*** Opening Dataset records ***

//! Scripted collaborators shared by the unit tests and `tests/`. Enabled
//! outside this crate with the `test-support` feature.

use crate::model::{Build, BuildResult, Job, JobType};
use crate::scope::Scope;
use crate::traits::{ConfirmationPrompt, NotificationSink, RemoteJobSource};
use async_trait::async_trait;
use chrono::{TimeZone, Utc};
use color_eyre::eyre::{eyre, Result};
use std::collections::{HashSet, VecDeque};
use std::sync::Mutex;
use tokio::sync::oneshot;

pub type Scripted<T> = std::result::Result<T, String>;

enum Reply<T> {
    Ready(Scripted<T>),
    Gated(oneshot::Receiver<Scripted<T>>),
}

impl<T> Reply<T> {
    async fn resolve(self) -> Result<T> {
        let scripted = match self {
            Reply::Ready(r) => r,
            Reply::Gated(rx) => rx.await.map_err(|_| eyre!("gate dropped"))?,
        };
        scripted.map_err(|e| eyre!(e))
    }
}

/// Replays queued responses in call order. An empty queue answers with an empty list.
#[derive(Default)]
pub struct ScriptedSource {
    jobs: Mutex<VecDeque<Reply<Vec<Job>>>>,
    builds: Mutex<VecDeque<Reply<Vec<Build>>>>,
    last_limit: Mutex<Option<usize>>,
    opened: Mutex<Vec<String>>,
    triggered: Mutex<Vec<(String, Option<String>)>>,
    broken: Mutex<HashSet<String>>,
}

impl ScriptedSource {
    pub fn new() -> Self {
        Self::default()
    }

    pub fn push_jobs(&self, reply: Scripted<Vec<Job>>) {
        self.jobs.lock().unwrap().push_back(Reply::Ready(reply));
    }

    pub fn push_gated_jobs(&self) -> oneshot::Sender<Scripted<Vec<Job>>> {
        let (tx, rx) = oneshot::channel();
        self.jobs.lock().unwrap().push_back(Reply::Gated(rx));
        tx
    }

    pub fn push_builds(&self, reply: Scripted<Vec<Build>>) {
        self.builds.lock().unwrap().push_back(Reply::Ready(reply));
    }

    pub fn push_gated_builds(&self) -> oneshot::Sender<Scripted<Vec<Build>>> {
        let (tx, rx) = oneshot::channel();
        self.builds.lock().unwrap().push_back(Reply::Gated(rx));
        tx
    }

    pub fn last_build_limit(&self) -> Option<usize> {
        *self.last_limit.lock().unwrap()
    }

    /// Makes opening or triggering `full_name` fail.
    pub fn break_job(&self, full_name: &str) {
        self.broken.lock().unwrap().insert(full_name.to_string());
    }

    pub fn opened(&self) -> Vec<String> {
        self.opened.lock().unwrap().clone()
    }

    pub fn triggered(&self) -> Vec<(String, Option<String>)> {
        self.triggered.lock().unwrap().clone()
    }

    fn is_broken(&self, needle: &str) -> bool {
        self.broken.lock().unwrap().iter().any(|name| needle.contains(name.as_str()))
    }
}

#[async_trait]
impl RemoteJobSource for ScriptedSource {
    async fn get_jobs(&self, _parent: Option<&Job>, _scope: &Scope) -> Result<Vec<Job>> {
        let reply = self.jobs.lock().unwrap().pop_front();
        match reply {
            Some(reply) => reply.resolve().await,
            None => Ok(Vec::new()),
        }
    }

    async fn get_builds(&self, _job: &Job, limit: usize, _scope: &Scope) -> Result<Vec<Build>> {
        *self.last_limit.lock().unwrap() = Some(limit);
        let reply = self.builds.lock().unwrap().pop_front();
        match reply {
            Some(reply) => reply.resolve().await,
            None => Ok(Vec::new()),
        }
    }

    fn open_browser_at(&self, url: &str) -> Result<()> {
        if self.is_broken(url) {
            return Err(eyre!("no browser for {url}"));
        }
        self.opened.lock().unwrap().push(url.to_string());
        Ok(())
    }

    async fn trigger_build(&self, job: &Job, branch: Option<&str>) -> Result<()> {
        if self.is_broken(&job.full_name) {
            return Err(eyre!("HTTP 500 triggering {}", job.full_name));
        }
        self.triggered
            .lock()
            .unwrap()
            .push((job.full_name.clone(), branch.map(str::to_string)));
        Ok(())
    }
}

pub fn job(name: &str, job_type: JobType) -> Job {
    Job {
        full_name: name.to_string(),
        buildable: true,
        description: None,
        job_type,
        url: format!("https://ci.example.com/job/{name}/"),
    }
}

pub fn build(number: u64, building: bool) -> Build {
    Build {
        number,
        timestamp: Utc.timestamp_opt(1_717_236_000 + number as i64, 0).unwrap(),
        building,
        result: if building {
            None
        } else {
            Some(BuildResult::Success)
        },
        description: None,
    }
}

/// Answers every question with a fixed choice and remembers what was asked.
pub struct ScriptedPrompt {
    answer: Option<String>,
    asked: Mutex<Vec<String>>,
}

impl ScriptedPrompt {
    pub fn confirming() -> Self {
        Self {
            answer: Some("Delete".to_string()),
            asked: Mutex::new(Vec::new()),
        }
    }

    pub fn declining() -> Self {
        Self {
            answer: None,
            asked: Mutex::new(Vec::new()),
        }
    }

    pub fn asked(&self) -> Vec<String> {
        self.asked.lock().unwrap().clone()
    }
}

#[async_trait]
impl ConfirmationPrompt for ScriptedPrompt {
    async fn ask(&self, message: &str, _options: &[&str]) -> Option<String> {
        self.asked.lock().unwrap().push(message.to_string());
        self.answer.clone()
    }
}

#[derive(Default)]
pub struct RecordingSink {
    pub infos: Mutex<Vec<String>>,
    pub errors: Mutex<Vec<String>>,
}

impl NotificationSink for RecordingSink {
    fn info(&self, message: &str) {
        self.infos.lock().unwrap().push(message.to_string());
    }

    fn error(&self, message: &str) {
        self.errors.lock().unwrap().push(message.to_string());
    }
}
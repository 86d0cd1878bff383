use async_trait::async_trait;
use crossterm::event::{self, Event, KeyCode, KeyEvent, KeyEventKind, KeyModifiers};
use crossterm::terminal;
use jkw_core::traits::ConfirmationPrompt;
use std::io::Write;

/// Asks on the terminal and reads a single key in raw mode.
/// `y`/Enter picks the first option; `n`, Esc and Ctrl+C decline.
pub struct TerminalPrompt;

/// Answers every question with its first option (`--yes`).
pub struct AssumeYes;

/// What a key press means while a question is open. `None` keeps waiting.
pub fn answer_for_key(key: KeyEvent, options: &[&str]) -> Option<Option<String>> {
    if key.kind != KeyEventKind::Press {
        return None;
    }
    if key.code == KeyCode::Char('c') && key.modifiers.contains(KeyModifiers::CONTROL) {
        return Some(None);
    }
    match key.code {
        KeyCode::Char('y' | 'Y') | KeyCode::Enter => {
            Some(options.first().map(|o| (*o).to_string()))
        }
        KeyCode::Char('n' | 'N') | KeyCode::Esc | KeyCode::Char('q') => Some(None),
        _ => None,
    }
}

fn read_answer(options: &[&str]) -> std::io::Result<Option<String>> {
    terminal::enable_raw_mode()?;
    let answer = loop {
        match event::read() {
            Ok(Event::Key(key)) => {
                if let Some(answer) = answer_for_key(key, options) {
                    break Ok(answer);
                }
            }
            Ok(_) => {}
            Err(e) => break Err(e),
        }
    };
    terminal::disable_raw_mode()?;
    answer
}

#[async_trait]
impl ConfirmationPrompt for TerminalPrompt {
    async fn ask(&self, message: &str, options: &[&str]) -> Option<String> {
        let choice = options.first().copied().unwrap_or("Yes");
        print!("{message}\n\n{choice}? [y/N] ");
        if let Err(e) = std::io::stdout().flush() {
            tracing::warn!(error = %e, "failed to flush prompt");
        }

        let owned: Vec<String> = options.iter().map(|o| (*o).to_string()).collect();
        let answer = tokio::task::spawn_blocking(move || {
            let options: Vec<&str> = owned.iter().map(String::as_str).collect();
            read_answer(&options)
        })
        .await;
        println!();

        match answer {
            Ok(Ok(answer)) => answer,
            Ok(Err(e)) => {
                tracing::warn!(error = %e, "failed to read confirmation");
                None
            }
            Err(e) => {
                tracing::warn!(error = %e, "confirmation task failed");
                None
            }
        }
    }
}

#[async_trait]
impl ConfirmationPrompt for AssumeYes {
    async fn ask(&self, message: &str, options: &[&str]) -> Option<String> {
        tracing::debug!(%message, "confirmation assumed");
        Some(options.first().copied().unwrap_or("Yes").to_string())
    }
}

#[cfg(test)]
mod tests {
    use super::*;
    use crossterm::event::KeyEventState;

    fn press(code: KeyCode) -> KeyEvent {
        KeyEvent {
            code,
            modifiers: KeyModifiers::NONE,
            kind: KeyEventKind::Press,
            state: KeyEventState::NONE,
        }
    }

    #[test]
    fn yes_picks_first_option() {
        assert_eq!(
            answer_for_key(press(KeyCode::Char('y')), &["Delete"]),
            Some(Some("Delete".to_string()))
        );
        assert_eq!(
            answer_for_key(press(KeyCode::Enter), &["Delete"]),
            Some(Some("Delete".to_string()))
        );
    }

    #[test]
    fn decline_keys() {
        assert_eq!(answer_for_key(press(KeyCode::Char('n')), &["Delete"]), Some(None));
        assert_eq!(answer_for_key(press(KeyCode::Esc), &["Delete"]), Some(None));
        let ctrl_c = KeyEvent {
            modifiers: KeyModifiers::CONTROL,
            ..press(KeyCode::Char('c'))
        };
        assert_eq!(answer_for_key(ctrl_c, &["Delete"]), Some(None));
    }

    #[test]
    fn other_keys_keep_waiting() {
        assert_eq!(answer_for_key(press(KeyCode::Char('x')), &["Delete"]), None);
        let release = KeyEvent {
            kind: KeyEventKind::Release,
            ..press(KeyCode::Char('y'))
        };
        assert_eq!(answer_for_key(release, &["Delete"]), None);
    }

    #[tokio::test]
    async fn assume_yes_confirms() {
        assert_eq!(
            AssumeYes.ask("Delete?", &["Delete"]).await,
            Some("Delete".to_string())
        );
    }
}
//! Lazily populated two-level tree: job nodes at the root, build nodes below.
//!
//! Every remote call runs under the scope that was current when it started.
//! The result is stored and returned only if that scope is still current when
//! the call completes; otherwise the call resolves to an empty listing. The
//! check-and-store happens under the same lock `invalidate` takes to renew the
//! scope, so a superseded response can never land after a newer refresh began.

use crate::error::{TreeError, TreeResult};
use crate::events::{emit, EventSender, TreeEvent, TreeKind};
use crate::model::{BuildNode, Job, JobNode, JobType};
use crate::scope::{Scope, ScopeSource};
use crate::settings::DEFAULT_NUM_BUILDS;
use crate::store::ProjectListStore;
use crate::traits::RemoteJobSource;
use std::collections::HashMap;
use std::sync::atomic::{AtomicUsize, Ordering};
use std::sync::{Arc, RwLock, RwLockWriteGuard};
use std::time::Instant;

/// What the root level of a tree shows.
#[derive(Clone)]
pub enum RootSelection {
    /// Every non-folder job on the server, in server order.
    AllJobs,
    /// Tracked projects, in stored order, that resolve to a live non-folder job.
    Tracked(ProjectListStore),
}

#[derive(Default)]
struct Nodes {
    roots: Option<Vec<JobNode>>,
    /// Keyed by job `full_name`.
    children: HashMap<String, Vec<BuildNode>>,
}

pub struct BuildTreeCache {
    tree: TreeKind,
    source: Arc<dyn RemoteJobSource>,
    selection: RootSelection,
    scopes: ScopeSource,
    nodes: RwLock<Nodes>,
    build_limit: AtomicUsize,
    events: EventSender,
}

impl BuildTreeCache {
    pub fn new(
        tree: TreeKind,
        source: Arc<dyn RemoteJobSource>,
        selection: RootSelection,
        events: EventSender,
    ) -> Self {
        Self {
            tree,
            source,
            selection,
            scopes: ScopeSource::new(),
            nodes: RwLock::new(Nodes::default()),
            build_limit: AtomicUsize::new(DEFAULT_NUM_BUILDS),
            events,
        }
    }

    pub fn tree(&self) -> TreeKind {
        self.tree
    }

    pub fn generation(&self) -> u64 {
        self.scopes.generation()
    }

    pub fn current_scope(&self) -> Scope {
        self.scopes.current()
    }

    pub fn set_build_limit(&self, limit: usize) {
        self.build_limit.store(limit.max(1), Ordering::Relaxed);
    }

    /// Root job nodes, folders excluded, in source order.
    pub async fn list_roots(&self) -> TreeResult<Vec<JobNode>> {
        let scope = self.scopes.current();
        let start = Instant::now();

        let tracked = match &self.selection {
            RootSelection::AllJobs => None,
            RootSelection::Tracked(store) => Some(store.load().await?),
        };

        let Some(jobs) = self
            .fetch(&scope, self.source.get_jobs(None, &scope))
            .await?
        else {
            return Ok(Vec::new());
        };

        let roots = match tracked {
            None => jobs
                .into_iter()
                .filter(|job| job.job_type != JobType::Folder)
                .map(JobNode::new)
                .collect::<Vec<_>>(),
            Some(projects) => {
                let by_name: HashMap<&str, &Job> = jobs
                    .iter()
                    .filter(|job| job.job_type != JobType::Folder)
                    .map(|job| (job.full_name.as_str(), job))
                    .collect();
                projects
                    .into_iter()
                    .filter_map(|project| {
                        let job = by_name.get(project.name.as_str())?;
                        Some(JobNode {
                            job: (*job).clone(),
                            branch: project.branch,
                        })
                    })
                    .collect()
            }
        };

        let Some(mut nodes) = self.lock_if_current(&scope) else {
            tracing::debug!(tree = ?self.tree, generation = scope.generation(), "discarding stale roots");
            return Ok(Vec::new());
        };
        nodes.roots = Some(roots.clone());
        drop(nodes);

        tracing::debug!(
            tree = ?self.tree,
            generation = scope.generation(),
            count = roots.len(),
            elapsed_ms = start.elapsed().as_millis(),
            "roots listed"
        );
        Ok(roots)
    }

    /// Builds of `job` as returned by the server (newest first).
    pub async fn list_children(&self, job: &Job) -> TreeResult<Vec<BuildNode>> {
        let scope = self.scopes.current();
        let start = Instant::now();
        let limit = self.build_limit.load(Ordering::Relaxed);

        let Some(builds) = self
            .fetch(&scope, self.source.get_builds(job, limit, &scope))
            .await?
        else {
            return Ok(Vec::new());
        };

        let children: Vec<BuildNode> = builds
            .into_iter()
            .map(|build| BuildNode {
                job: job.clone(),
                build,
            })
            .collect();

        let Some(mut nodes) = self.lock_if_current(&scope) else {
            tracing::debug!(tree = ?self.tree, job = %job.full_name, "discarding stale builds");
            return Ok(Vec::new());
        };
        nodes
            .children
            .insert(job.full_name.clone(), children.clone());
        drop(nodes);

        tracing::debug!(
            tree = ?self.tree,
            job = %job.full_name,
            count = children.len(),
            elapsed_ms = start.elapsed().as_millis(),
            "builds listed"
        );
        Ok(children)
    }

    /// Cancels the live scope, drops every cached node and tells listeners.
    /// Returns the new generation.
    pub fn invalidate(&self) -> u64 {
        let generation = {
            let mut nodes = self.write_nodes();
            let scope = self.scopes.renew();
            *nodes = Nodes::default();
            scope.generation()
        };
        emit(
            &self.events,
            TreeEvent::Invalidated {
                tree: self.tree,
                generation,
            },
        );
        generation
    }

    /// Roots stored by the last listing of the current generation.
    pub fn cached_roots(&self) -> Option<Vec<JobNode>> {
        self.read_nodes().roots.clone()
    }

    pub fn cached_children(&self, full_name: &str) -> Option<Vec<BuildNode>> {
        self.read_nodes().children.get(full_name).cloned()
    }

    /// Races `call` against cancellation of `scope`. `Ok(None)` means cancelled.
    async fn fetch<T, F>(&self, scope: &Scope, call: F) -> TreeResult<Option<T>>
    where
        F: std::future::Future<Output = color_eyre::eyre::Result<T>>,
    {
        let result = tokio::select! {
            biased;
            () = scope.cancelled() => {
                tracing::debug!(tree = ?self.tree, generation = scope.generation(), "fetch cancelled");
                return Ok(None);
            }
            result = call => result,
        };
        match result {
            Ok(value) => Ok(Some(value)),
            // Superseded requests: failures are dropped like results.
            Err(_) if scope.is_cancelled() => Ok(None),
            Err(e) => {
                tracing::warn!(tree = ?self.tree, error = %e, "remote job source failed");
                Err(TreeError::remote(&e))
            }
        }
    }

    fn lock_if_current(&self, scope: &Scope) -> Option<RwLockWriteGuard<'_, Nodes>> {
        let nodes = self.write_nodes();
        if scope.is_cancelled() {
            None
        } else {
            Some(nodes)
        }
    }

    fn write_nodes(&self) -> RwLockWriteGuard<'_, Nodes> {
        self.nodes
            .write()
            .unwrap_or_else(std::sync::PoisonError::into_inner)
    }

    fn read_nodes(&self) -> std::sync::RwLockReadGuard<'_, Nodes> {
        self.nodes
            .read()
            .unwrap_or_else(std::sync::PoisonError::into_inner)
    }
}
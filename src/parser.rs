use chrono::{DateTime, Utc};
use color_eyre::eyre::{eyre, Result};
use jkw_core::{Build, BuildResult, Job, JobType};
use serde::Deserialize;

// -- Intermediate Jenkins `api/json` structs --

#[derive(Deserialize, Debug)]
struct JenkinsJobList {
    #[serde(default)]
    jobs: Vec<JenkinsJob>,
}

#[derive(Deserialize, Debug)]
#[serde(rename_all = "camelCase")]
struct JenkinsJob {
    #[serde(rename = "_class", default)]
    class: String,
    name: String,
    #[serde(default)]
    full_name: Option<String>,
    #[serde(default)]
    url: String,
    #[serde(default)]
    buildable: Option<bool>,
    #[serde(default)]
    description: Option<String>,
}

#[derive(Deserialize, Debug)]
struct JenkinsBuildList {
    #[serde(default)]
    builds: Vec<JenkinsBuild>,
}

#[derive(Deserialize, Debug)]
struct JenkinsBuild {
    number: u64,
    /// Epoch milliseconds.
    timestamp: i64,
    #[serde(default)]
    building: bool,
    #[serde(default)]
    result: Option<BuildResult>,
    #[serde(default)]
    description: Option<String>,
}

/// Maps the Java class Jenkins reports for an item to the tree's job kinds.
fn map_class(class: &str) -> JobType {
    match class {
        "com.cloudbees.hudson.plugins.folder.Folder" => JobType::Folder,
        "org.jenkinsci.plugins.workflow.multibranch.WorkflowMultiBranchProject" => JobType::Multi,
        "jenkins.branch.OrganizationFolder" => JobType::Org,
        "org.jenkinsci.plugins.workflow.job.WorkflowJob" => JobType::Pipeline,
        "hudson.model.FreeStyleProject" => JobType::Freestyle,
        _ => JobType::Unknown,
    }
}

impl JenkinsJob {
    fn into_job(self, parent: Option<&Job>) -> Job {
        let full_name = self.full_name.unwrap_or_else(|| match parent {
            Some(p) => format!("{}/{}", p.full_name, self.name),
            None => self.name.clone(),
        });
        let job_type = map_class(&self.class);
        Job {
            full_name,
            buildable: self.buildable.unwrap_or(!job_type.has_children()),
            description: self.description.filter(|d| !d.is_empty()),
            job_type,
            url: self.url,
        }
    }
}

impl TryFrom<JenkinsBuild> for Build {
    type Error = color_eyre::eyre::Report;

    fn try_from(b: JenkinsBuild) -> Result<Self> {
        let timestamp = DateTime::<Utc>::from_timestamp_millis(b.timestamp)
            .ok_or_else(|| eyre!("Build #{} has an invalid timestamp {}", b.number, b.timestamp))?;
        Ok(Build {
            number: b.number,
            timestamp,
            building: b.building,
            // Jenkins may report a provisional result while the build is still running.
            result: if b.building { None } else { b.result },
            description: b.description.filter(|d| !d.is_empty()),
        })
    }
}

/// Jobs directly below `parent` (or the server root), in server order.
pub fn parse_jobs(json: &str, parent: Option<&Job>) -> Result<Vec<Job>> {
    let list: JenkinsJobList =
        serde_json::from_str(json).map_err(|e| eyre!("Failed to parse job list: {e}"))?;
    Ok(list
        .jobs
        .into_iter()
        .map(|j| j.into_job(parent))
        .collect())
}

/// Builds in server order (newest first).
pub fn parse_builds(json: &str) -> Result<Vec<Build>> {
    let list: JenkinsBuildList =
        serde_json::from_str(json).map_err(|e| eyre!("Failed to parse build list: {e}"))?;
    list.builds.into_iter().map(Build::try_from).collect()
}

*** Closing Dataset records ***

▸ Problem to work on
Could you copy exactly the lines from the first line of the records above through the line containing "async fn resolve(self)", both included, and nothing else?

▸ Answer section
//! Scripted collaborators shared by the unit tests and `tests/`. Enabled
//! outside this crate with the `test-support` feature.

use crate::model::{Build, BuildResult, Job, JobType};
use crate::scope::Scope;
use crate::traits::{ConfirmationPrompt, NotificationSink, RemoteJobSource};
use async_trait::async_trait;
use chrono::{TimeZone, Utc};
use color_eyre::eyre::{eyre, Result};
use std::collections::{HashSet, VecDeque};
use std::sync::Mutex;
use tokio::sync::oneshot;

pub type Scripted<T> = std::result::Result<T, String>;

enum Reply<T> {
    Ready(Scripted<T>),
    Gated(oneshot::Receiver<Scripted<T>>),
}

impl<T> Reply<T> {
    async fn resolve(self) -> Result<T> {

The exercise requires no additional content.